[Collected data]
——————————
//! Stream registry implementation
//!
//! The process-wide table of live streams by name, plus best-effort
//! "stream created" notifications for subsystems such as forwarders.

use std::collections::HashMap;
use std::sync::atomic::{AtomicU64, Ordering};
use std::sync::Arc;

use tokio::sync::mpsc::error::TrySendError;
use tokio::sync::{mpsc, Mutex, RwLock};

use super::config::RegistryConfig;
use super::error::RegistryError;
use super::quality::Quality;
use super::stream::Stream;
use crate::stats::RegistryStats;

/// Handle returned by [`StreamRegistry::subscribe`]
#[derive(Debug, Clone, Copy, PartialEq, Eq, Hash)]
pub struct SubscriberId(u64);

/// Central registry for all live streams
///
/// The stream table and the subscriber set are locked independently, and the
/// table lock is never held while a stream's own lock is taken.
pub struct StreamRegistry {
    /// Map of stream name to stream
    streams: RwLock<HashMap<String, Arc<Stream>>>,

    /// Receivers of new stream names
    subscribers: Mutex<HashMap<SubscriberId, mpsc::Sender<String>>>,

    next_subscriber_id: AtomicU64,

    config: RegistryConfig,
}

impl StreamRegistry {
    /// Create a new stream registry with default configuration
    pub fn new() -> Self {
        Self::with_config(RegistryConfig::default())
    }

    /// Create a new stream registry with custom configuration
    pub fn with_config(config: RegistryConfig) -> Self {
        Self {
            streams: RwLock::new(HashMap::new()),
            subscribers: Mutex::new(HashMap::new()),
            next_subscriber_id: AtomicU64::new(1),
            config,
        }
    }

    /// Get the registry configuration
    pub fn config(&self) -> &RegistryConfig {
        &self.config
    }

    /// Create a stream.
    ///
    /// Fails with [`RegistryError::StreamAlreadyExists`] if the name is live,
    /// leaving the existing stream untouched. On success every subscriber is
    /// told the new name without waiting; a subscriber whose queue is full
    /// misses this notification.
    pub async fn create(&self, name: &str) -> Result<Arc<Stream>, RegistryError> {
        self.publish(Arc::new(Stream::new(name, &self.config))).await
    }

    /// Create a stream together with its first quality.
    ///
    /// The quality exists before the stream enters the table, so viewers and
    /// subscribers never see the stream without it. On a name conflict the
    /// fresh stream is closed and the live one is left untouched.
    pub async fn create_with_quality(
        &self,
        name: &str,
        quality: &str,
    ) -> Result<(Arc<Stream>, Arc<Quality>), RegistryError> {
        let stream = Arc::new(Stream::new(name, &self.config));
        let lane = stream.create_quality(quality).await?;

        match self.publish(Arc::clone(&stream)).await {
            Ok(stream) => Ok((stream, lane)),
            Err(e) => {
                stream.close().await;
                Err(e)
            }
        }
    }

    async fn publish(&self, stream: Arc<Stream>) -> Result<Arc<Stream>, RegistryError> {
        let name = stream.name().to_string();
        {
            let mut streams = self.streams.write().await;
            if streams.contains_key(&name) {
                return Err(RegistryError::StreamAlreadyExists(name));
            }
            streams.insert(name.clone(), Arc::clone(&stream));
        }

        tracing::info!(stream = %name, "Stream created");
        self.notify_created(&name).await;

        Ok(stream)
    }

    /// Look up a live stream
    pub async fn get(&self, name: &str) -> Result<Arc<Stream>, RegistryError> {
        self.streams
            .read()
            .await
            .get(name)
            .cloned()
            .ok_or_else(|| RegistryError::StreamNotFound(name.to_string()))
    }

    /// Remove a stream from the table; no-op if absent.
    ///
    /// Does not close the stream: its owner calls [`Stream::close`] first.
    pub async fn delete(&self, name: &str) {
        if self.streams.write().await.remove(name).is_some() {
            tracing::info!(stream = %name, "Stream removed");
        }
    }

    /// Register a receiver of new stream names
    pub async fn subscribe(&self, sender: mpsc::Sender<String>) -> SubscriberId {
        let id = SubscriberId(self.next_subscriber_id.fetch_add(1, Ordering::Relaxed));
        self.subscribers.lock().await.insert(id, sender);
        id
    }

    /// Remove a receiver of new stream names; no-op if already removed
    pub async fn unsubscribe(&self, id: SubscriberId) {
        self.subscribers.lock().await.remove(&id);
    }

    /// Number of registered subscribers
    pub async fn subscriber_count(&self) -> usize {
        self.subscribers.lock().await.len()
    }

    /// Check if a stream is live
    pub async fn contains(&self, name: &str) -> bool {
        self.streams.read().await.contains_key(name)
    }

    /// Get total number of streams
    pub async fn stream_count(&self) -> usize {
        self.streams.read().await.len()
    }

    /// Names of every live stream, sorted
    pub async fn stream_names(&self) -> Vec<String> {
        let mut names: Vec<String> = self.streams.read().await.keys().cloned().collect();
        names.sort();
        names
    }

    /// Snapshot of every live stream
    pub async fn stats(&self) -> RegistryStats {
        // Collect under the table lock, inspect each stream after releasing it
        let streams: Vec<Arc<Stream>> = self.streams.read().await.values().cloned().collect();

        let mut stats = Vec::with_capacity(streams.len());
        for stream in streams {
            stats.push(stream.stats().await);
        }
        stats.sort_by(|a, b| a.name.cmp(&b.name));

        RegistryStats { streams: stats }
    }

    async fn notify_created(&self, name: &str) {
        let mut subscribers = self.subscribers.lock().await;
        subscribers.retain(|id, sender| match sender.try_send(name.to_string()) {
            Ok(()) => true,
            Err(TrySendError::Full(_)) => {
                tracing::warn!(stream = %name, subscriber = id.0, "Failed to announce stream to subscriber");
                true
            }
            Err(TrySendError::Closed(_)) => {
                tracing::debug!(subscriber = id.0, "Subscriber gone, removing");
                false
            }
        });
    }
}

impl Default for StreamRegistry {
    fn default() -> Self {
        Self::new()
    }
}

impl std::fmt::Debug for StreamRegistry {
    fn fmt(&self, f: &mut std::fmt::Formatter<'_>) -> std::fmt::Result {
        f.debug_struct("StreamRegistry")
            .field("config", &self.config)
            .finish_non_exhaustive()
    }
}

#[cfg(test)]
mod tests {
    use std::time::Duration;

    use bytes::Bytes;

    use super::*;
    use crate::registry::ConsumerSink;

    #[tokio::test]
    async fn test_create_and_get() {
        let registry = StreamRegistry::new();
        let created = registry.create("demo").await.unwrap();
        let fetched = registry.get("demo").await.unwrap();

        assert!(Arc::ptr_eq(&created, &fetched));
        assert_eq!(registry.stream_count().await, 1);
        assert!(registry.contains("demo").await);
    }

    #[tokio::test]
    async fn test_duplicate_create_leaves_original() {
        let registry = StreamRegistry::new();
        let original = registry.create("demo").await.unwrap();
        original.create_quality("source").await.unwrap();

        let result = registry.create("demo").await;
        assert!(matches!(result, Err(RegistryError::StreamAlreadyExists(ref n)) if n == "demo"));

        let fetched = registry.get("demo").await.unwrap();
        assert!(Arc::ptr_eq(&original, &fetched));
        assert!(fetched.get_quality("source").await.is_ok());
    }

    #[tokio::test]
    async fn test_create_with_quality_is_visible_at_once() {
        let registry = StreamRegistry::new();
        let (tx, mut rx) = mpsc::channel(8);
        registry.subscribe(tx).await;

        let (stream, quality) = registry.create_with_quality("demo", "source").await.unwrap();
        assert_eq!(rx.recv().await.unwrap(), "demo");

        // Whoever hears about the stream finds its quality already there
        let fetched = registry.get("demo").await.unwrap();
        assert!(Arc::ptr_eq(&stream, &fetched));
        assert!(Arc::ptr_eq(&quality, &fetched.get_quality("source").await.unwrap()));
    }

    #[tokio::test]
    async fn test_create_with_quality_conflict_leaves_original() {
        let registry = StreamRegistry::new();
        let (original, source) = registry.create_with_quality("demo", "source").await.unwrap();

        let err = registry.create_with_quality("demo", "source").await.unwrap_err();
        assert!(err.is_already_exists());

        let fetched = registry.get("demo").await.unwrap();
        assert!(Arc::ptr_eq(&original, &fetched));
        assert!(!source.is_closed());
    }

    #[tokio::test]
    async fn test_get_missing() {
        let registry = StreamRegistry::new();
        let err = registry.get("demo").await.unwrap_err();
        assert_eq!(err, RegistryError::StreamNotFound("demo".into()));
    }

    #[tokio::test]
    async fn test_delete_is_idempotent() {
        let registry = StreamRegistry::new();
        registry.create("demo").await.unwrap();

        registry.delete("demo").await;
        registry.delete("demo").await;
        assert!(registry.get("demo").await.is_err());

        // Name is free again
        assert!(registry.create("demo").await.is_ok());
    }

    #[tokio::test]
    async fn test_create_notifies_subscribers() {
        let registry = StreamRegistry::new();
        let (tx, mut rx) = mpsc::channel(8);
        registry.subscribe(tx).await;

        registry.create("demo").await.unwrap();
        assert_eq!(rx.recv().await.unwrap(), "demo");

        // A rejected duplicate is not announced
        let _ = registry.create("demo").await;
        assert!(rx.try_recv().is_err());
    }

    #[tokio::test]
    async fn test_full_subscriber_drops_notification() {
        let registry = StreamRegistry::new();
        let (tx, mut rx) = mpsc::channel(1);
        registry.subscribe(tx).await;

        let created = tokio::time::timeout(Duration::from_secs(1), async {
            registry.create("a").await.unwrap();
            registry.create("b").await.unwrap();
        })
        .await;
        assert!(created.is_ok(), "creator blocked on a full subscriber");

        assert_eq!(rx.recv().await.unwrap(), "a");
        assert!(rx.try_recv().is_err());
        assert_eq!(registry.subscriber_count().await, 1);
    }

    #[tokio::test]
    async fn test_unsubscribe_and_prune() {
        let registry = StreamRegistry::new();
        let (tx, mut rx) = mpsc::channel(8);
        let id = registry.subscribe(tx).await;
        registry.unsubscribe(id).await;
        registry.unsubscribe(id).await;

        registry.create("demo").await.unwrap();
        assert!(rx.recv().await.is_none());

        let (tx, rx) = mpsc::channel(8);
        registry.subscribe(tx).await;
        drop(rx);
        registry.create("other").await.unwrap();
        assert_eq!(registry.subscriber_count().await, 0);
    }

    #[tokio::test]
    async fn test_registry_stats() {
        let registry = StreamRegistry::new();
        let stream = registry.create("b").await.unwrap();
        let quality = stream.create_quality("source").await.unwrap();
        registry.create("a").await.unwrap();

        let sink = ConsumerSink::new(4);
        quality.register(sink.clone()).await;
        stream.increment_viewer_count();
        quality.send(Bytes::from_static(b"abc")).await;
        tokio::time::timeout(Duration::from_secs(1), sink.recv())
            .await
            .unwrap();

        let stats = registry.stats().await;
        assert_eq!(stats.stream_count(), 2);
        assert_eq!(stats.streams[0].name, "a");
        assert_eq!(stats.total_viewers(), 1);
        assert_eq!(stats.streams[1].qualities[0].bytes_in, 3);
        assert_eq!(registry.stream_names().await, vec!["a", "b"]);
    }
}
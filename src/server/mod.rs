//! TCP server: one listening endpoint shared by producers and viewers

pub mod config;
pub mod listener;

pub use config::ServerConfig;
pub use listener::FanoutServer;
//! Per-connection session handling
//!
//! A session reads the connection identifier, resolves its role and then
//! runs either the producer pump or the viewer pump.

pub mod handler;
pub mod identifier;
pub mod state;

pub use handler::Session;
pub use identifier::StreamIdentifier;
pub use state::{Role, SessionPhase, SessionState};
//! Session-negotiation rendezvous
//!
//! Each quality exposes two single-slot handoff points so an out-of-band
//! signaling service can bridge a peer-connection setup to that quality: the
//! signaling side posts the remote offer and waits for the local answer, the
//! media side takes the offer and posts the answer.
//!
//! Both slots hold one description. A second write before the first is taken
//! waits for the slot to free up. Closing wakes every waiter: writers get
//! `false`, readers drain what is buffered and then get `None`.

use std::sync::{Mutex, PoisonError};

use tokio::sync::{mpsc, watch, Mutex as AsyncMutex};

use super::config::RENDEZVOUS_CAPACITY;

/// Kind of session description
#[derive(Debug, Clone, Copy, PartialEq, Eq)]
pub enum SdpKind {
    Offer,
    Answer,
}

/// Opaque session description exchanged through the rendezvous
#[derive(Debug, Clone, PartialEq, Eq)]
pub struct SessionDescription {
    pub kind: SdpKind,
    pub sdp: String,
}

impl SessionDescription {
    pub fn offer(sdp: impl Into<String>) -> Self {
        Self {
            kind: SdpKind::Offer,
            sdp: sdp.into(),
        }
    }

    pub fn answer(sdp: impl Into<String>) -> Self {
        Self {
            kind: SdpKind::Answer,
            sdp: sdp.into(),
        }
    }
}

struct Slot {
    tx: Mutex<Option<mpsc::Sender<SessionDescription>>>,
    rx: AsyncMutex<mpsc::Receiver<SessionDescription>>,
    closed: watch::Sender<bool>,
}

impl Slot {
    fn new() -> Self {
        let (tx, rx) = mpsc::channel(RENDEZVOUS_CAPACITY);
        let (closed, _) = watch::channel(false);
        Self {
            tx: Mutex::new(Some(tx)),
            rx: AsyncMutex::new(rx),
            closed,
        }
    }

    async fn put(&self, desc: SessionDescription) -> bool {
        let tx = self
            .tx
            .lock()
            .unwrap_or_else(PoisonError::into_inner)
            .clone();
        let Some(tx) = tx else {
            return false;
        };

        // A writer parked on a full slot must still wake up on close
        let mut closed = self.closed.subscribe();
        tokio::select! {
            biased;
            _ = wait_closed(&mut closed) => false,
            sent = tx.send(desc) => sent.is_ok(),
        }
    }

    async fn take(&self) -> Option<SessionDescription> {
        let mut rx = self.rx.lock().await;
        let mut closed = self.closed.subscribe();
        tokio::select! {
            biased;
            desc = rx.recv() => return desc,
            _ = wait_closed(&mut closed) => {}
        }

        // Closed: hand over anything still buffered
        rx.try_recv().ok()
    }

    fn close(&self) {
        self.tx.lock().unwrap_or_else(PoisonError::into_inner).take();
        self.closed.send_replace(true);
    }
}

async fn wait_closed(closed: &mut watch::Receiver<bool>) {
    while !*closed.borrow_and_update() {
        if closed.changed().await.is_err() {
            return;
        }
    }
}

/// Offer/answer slot pair owned by a quality
pub struct Rendezvous {
    offers: Slot,
    answers: Slot,
}

impl Rendezvous {
    pub fn new() -> Self {
        Self {
            offers: Slot::new(),
            answers: Slot::new(),
        }
    }

    /// Post a remote offer. Returns `false` once the quality is closed.
    pub async fn send_offer(&self, offer: SessionDescription) -> bool {
        self.offers.put(offer).await
    }

    /// Wait for the next offer. Returns `None` once closed and drained.
    pub async fn recv_offer(&self) -> Option<SessionDescription> {
        self.offers.take().await
    }

    /// Post the local answer. Returns `false` once the quality is closed.
    pub async fn send_answer(&self, answer: SessionDescription) -> bool {
        self.answers.put(answer).await
    }

    /// Wait for the next answer. Returns `None` once closed and drained.
    pub async fn recv_answer(&self) -> Option<SessionDescription> {
        self.answers.take().await
    }

    /// Signaling-side helper: post an offer, then wait for its answer
    pub async fn negotiate(&self, offer: SessionDescription) -> Option<SessionDescription> {
        if !self.send_offer(offer).await {
            return None;
        }
        self.recv_answer().await
    }

    /// Stop accepting descriptions; pending waiters observe `None`
    pub(crate) fn close(&self) {
        self.offers.close();
        self.answers.close();
    }
}

impl Default for Rendezvous {
    fn default() -> Self {
        Self::new()
    }
}

impl std::fmt::Debug for Rendezvous {
    fn fmt(&self, f: &mut std::fmt::Formatter<'_>) -> std::fmt::Result {
        f.debug_struct("Rendezvous").finish_non_exhaustive()
    }
}
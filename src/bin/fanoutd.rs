//! Fanout server daemon
//!
//! Run with: fanoutd [--config fanoutd.toml] [--bind 0.0.0.0:9710]
//!
//! Publish:  `printf 'demo:secret\n'; cat video.ts` piped into `nc localhost 9710`
//! Watch:    `printf 'demo\n'` piped into `nc localhost 9710`
//!
//! Hash a password for the basic backend:
//!   fanoutd hash-password 'secret'

use std::net::SocketAddr;
use std::path::PathBuf;
use std::sync::Arc;

use anyhow::Context;
use clap::{Parser, Subcommand};

use fanout_rs::auth::hash_password;
use fanout_rs::{FanoutServer, FileConfig, Forwarder, StreamRegistry};

#[derive(Parser, Debug)]
#[command(version, about = "Live byte-stream fanout server")]
struct Cli {
    /// TOML configuration file
    #[arg(short, long, env = "FANOUT_CONFIG")]
    config: Option<PathBuf>,

    /// Override the listening address
    #[arg(short, long, env = "FANOUT_BIND")]
    bind: Option<SocketAddr>,

    /// Log filter directives, e.g. "info" or "fanout_rs=debug"
    #[arg(long, env = "FANOUT_LOG", default_value = "info")]
    log: String,

    #[command(subcommand)]
    command: Option<Command>,
}

#[derive(Subcommand, Debug)]
enum Command {
    /// Print an Argon2 hash for the basic auth backend
    HashPassword { password: String },
}

#[tokio::main]
async fn main() -> anyhow::Result<()> {
    let cli = Cli::parse();

    if let Some(Command::HashPassword { password }) = cli.command {
        println!("{}", hash_password(&password)?);
        return Ok(());
    }

    tracing_subscriber::fmt()
        .with_env_filter(
            tracing_subscriber::EnvFilter::try_from_default_env()
                .or_else(|_| tracing_subscriber::EnvFilter::try_new(&cli.log))
                .context("invalid log filter")?,
        )
        .init();

    let file = match cli.config {
        Some(ref path) => FileConfig::load(path)?,
        None => FileConfig::default(),
    };

    let mut config = file.server_config();
    if let Some(addr) = cli.bind {
        config = config.bind(addr);
    }

    let auth = file.auth.init().context("failed to initialize authentication")?;
    let registry = Arc::new(StreamRegistry::with_config(file.registry_config()));

    let forwarder = Forwarder::new(Arc::clone(&registry), file.forwarding.clone())
        .queue_capacity(config.viewer_queue_capacity)
        .spawn();

    let server = FanoutServer::with_registry(config, registry, auth.clone());
    let result = server
        .run_until(async {
            if let Err(e) = tokio::signal::ctrl_c().await {
                tracing::error!(error = %e, "Failed to listen for shutdown signal");
                std::future::pending::<()>().await;
            }
        })
        .await;

    if let Some(handle) = forwarder {
        handle.abort();
    }
    if let Some(auth) = auth {
        auth.close().await;
    }

    tracing::info!("Server stopped");
    result.context("server failed")
}
//! Statistics for the fanout core and its connections

pub mod metrics;

pub use metrics::{QualityCounters, QualityStats, RegistryStats, SessionStats, StreamStats};
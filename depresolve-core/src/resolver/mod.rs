//! Dependency Resolver
//!
//! This module turns a set of named entities and their declared
//! dependencies into a deterministic activation order, rejecting any graph
//! that contains a cycle.
//!
//! # Overview
//!
//! - [`DependencyResolver`] collects nodes (`add_node`) and dependency edges
//!   (`add_node_dependencies`) in any order. Identifiers named only as
//!   dependencies are created on demand.
//! - [`DependencyResolver::resolve`] walks the graph once and produces a
//!   [`Resolution`]: every entity appears after all of its dependencies, and
//!   entities with no path between them keep their registration order.
//! - Any cycle, including a self-dependency, fails the whole resolution with
//!   [`ResolveError::Cycle`].
//!
//! # Payload gaps
//!
//! A dependency that is named but never registered with a payload still
//! constrains the order and yields `None` in the data ordering. Callers that
//! want this to be an error can query
//! [`DependencyResolver::unresolved_dependency_ids`] or resolve with
//! [`ResolveOptions::strict`].

mod declaration;
mod dependency;
mod error;
mod options;

pub use declaration::DependencyDeclaration;
pub use dependency::{DependencyResolver, Resolution};
pub use error::{ResolveError, ResolveResult};
pub use options::ResolveOptions;
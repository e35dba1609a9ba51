//! Error types for dependency resolution

use thiserror::Error;

/// Result type for resolver operations
pub type ResolveResult<T, I> = Result<T, ResolveError<I>>;

/// Errors that can occur while resolving a dependency order
///
/// Resolution is all-or-nothing: when any of these is returned no ordering
/// exists, and retrying with the same declarations produces the same error.
#[derive(Debug, Error, Clone, PartialEq, Eq)]
#[non_exhaustive]
pub enum ResolveError<I> {
    /// A back edge was found while walking the graph
    #[error("dependency cycle detected between {from} and {to}")]
    Cycle {
        /// The dependent side of the offending edge
        from: I,
        /// The dependency side of the offending edge, an ancestor of `from`
        to: I,
    },

    /// Strict mode found dependencies that were never given a payload
    #[error("dependencies referenced but never registered: {ids:?}")]
    UnresolvedDependencies {
        /// The identifiers lacking a payload, in creation order
        ids: Vec<I>,
    },
}

impl<I> ResolveError<I> {
    /// Creates a cycle error for the edge `from -> to`
    pub fn cycle(from: I, to: I) -> Self {
        Self::Cycle { from, to }
    }

    /// Creates an unresolved dependencies error
    pub fn unresolved(ids: Vec<I>) -> Self {
        Self::UnresolvedDependencies { ids }
    }

    /// Returns true if this is a cycle error
    pub fn is_cycle(&self) -> bool {
        matches!(self, Self::Cycle { .. })
    }

    /// Returns the two endpoints of the offending edge for a cycle error
    pub fn cycle_endpoints(&self) -> Option<(&I, &I)> {
        match self {
            Self::Cycle { from, to } => Some((from, to)),
            _ => None,
        }
    }
}
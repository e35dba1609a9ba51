//! Property Tests for Dependency Resolution
//!
//! Random graphs are built with every edge pointing from a higher id to a
//! lower one, which makes them acyclic by construction. Cycles are then
//! injected explicitly where a test needs one.

use std::collections::HashSet;

use depresolve_core::resolver::DependencyResolver;
use proptest::prelude::*;

/// A node count and a list of `(dependent, dependency)` edges forming a DAG.
fn dag() -> impl Strategy<Value = (usize, Vec<(usize, usize)>)> {
    (1usize..40).prop_flat_map(|n| {
        let edges = prop::collection::vec((0..n, 0..n), 0..n * 3).prop_map(|pairs| {
            pairs
                .into_iter()
                .filter(|(a, b)| a != b)
                .map(|(a, b)| if a > b { (a, b) } else { (b, a) })
                .collect::<Vec<_>>()
        });
        (Just(n), edges)
    })
}

fn registered(n: usize, edges: &[(usize, usize)]) -> DependencyResolver<usize, usize> {
    let mut resolver = DependencyResolver::new();
    for id in 0..n {
        resolver.add_node(id, id * 10);
    }
    for &(dependent, dependency) in edges {
        resolver.add_node_dependencies(dependent, [dependency]);
    }
    resolver
}

proptest! {
    #[test]
    fn every_dependency_precedes_its_dependent((n, edges) in dag()) {
        let resolution = registered(n, &edges).resolve().unwrap();

        for &(dependent, dependency) in &edges {
            let before = resolution.position(&dependency).unwrap();
            let after = resolution.position(&dependent).unwrap();
            prop_assert!(before < after, "{} should precede {}", dependency, dependent);
        }
    }

    #[test]
    fn every_referenced_id_appears_once((_n, edges) in dag()) {
        let mut resolver: DependencyResolver<usize, ()> = DependencyResolver::new();
        for &(dependent, dependency) in &edges {
            resolver.add_node_dependencies(dependent, [dependency]);
        }

        let referenced: HashSet<usize> = edges.iter().flat_map(|&(a, b)| [a, b]).collect();
        prop_assert_eq!(resolver.len(), referenced.len());

        let resolution = resolver.resolve().unwrap();
        let ordered: Vec<usize> = resolution.id_ordering().into_iter().copied().collect();
        let unique: HashSet<usize> = ordered.iter().copied().collect();

        prop_assert_eq!(ordered.len(), referenced.len());
        prop_assert_eq!(unique, referenced);
    }

    #[test]
    fn payloads_follow_their_nodes((n, edges) in dag()) {
        let resolution = registered(n, &edges).resolve().unwrap();

        let ids: Vec<usize> = resolution.id_ordering().into_iter().copied().collect();
        let data: Vec<usize> = resolution.data_ordering().into_iter().flatten().copied().collect();
        let expected: Vec<usize> = ids.iter().map(|id| id * 10).collect();

        prop_assert_eq!(data, expected);
    }

    #[test]
    fn unrelated_nodes_keep_registration_order(
        ids in Just((0usize..30).collect::<Vec<_>>()).prop_shuffle()
    ) {
        let mut resolver = DependencyResolver::new();
        for &id in &ids {
            resolver.add_node(id, ());
        }

        let resolution = resolver.resolve().unwrap();
        let ordered: Vec<usize> = resolution.id_ordering().into_iter().copied().collect();
        prop_assert_eq!(ordered, ids);
    }

    #[test]
    fn any_cycle_is_rejected((n, edges) in dag(), x in 0usize..40, y in 0usize..40) {
        let (x, y) = (x % n, y % n);
        let mut resolver = registered(n, &edges);
        resolver.add_node_dependencies(x, [y]);
        resolver.add_node_dependencies(y, [x]);

        let err = resolver.resolve().unwrap_err();
        prop_assert!(err.is_cycle());
    }

    #[test]
    fn repeated_edges_do_not_add_nodes((n, edges) in dag()) {
        let mut resolver = registered(n, &edges);
        for &(dependent, dependency) in &edges {
            resolver.add_node_dependencies(dependent, [dependency, dependency]);
        }

        prop_assert_eq!(resolver.len(), n);
        prop_assert_eq!(resolver.resolve().unwrap().len(), n);
    }
}
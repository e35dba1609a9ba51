//! Declarative dependency registration
//!
//! Module loaders usually enumerate components together with the names of
//! the components they need. A [`DependencyDeclaration`] is one such entry,
//! deserializable from whatever manifest format the host uses.

use serde::{Deserialize, Serialize};

/// One entity and the identifiers it depends on.
#[derive(Debug, Clone, PartialEq, Eq, Serialize, Deserialize)]
pub struct DependencyDeclaration<I, T> {
    /// Identifier of the entity.
    pub id: I,

    /// Payload handed back in the data ordering.
    pub data: T,

    /// Identifiers this entity depends on, in declaration order.
    #[serde(default = "Vec::new")]
    pub depends_on: Vec<I>,
}

impl<I, T> DependencyDeclaration<I, T> {
    /// Declare an entity with no dependencies.
    pub fn new(id: I, data: T) -> Self {
        Self {
            id,
            data,
            depends_on: Vec::new(),
        }
    }

    /// Add dependencies, keeping declaration order.
    pub fn depends_on(mut self, dependencies: impl IntoIterator<Item = I>) -> Self {
        self.depends_on.extend(dependencies);
        self
    }
}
——————————
Work to be completed - Look through the lines above and collect those with the word "them".

Written response -
//!   entities with no path between them keep their registration order.
//! lower one, which makes them acyclic by construction. Cycles are then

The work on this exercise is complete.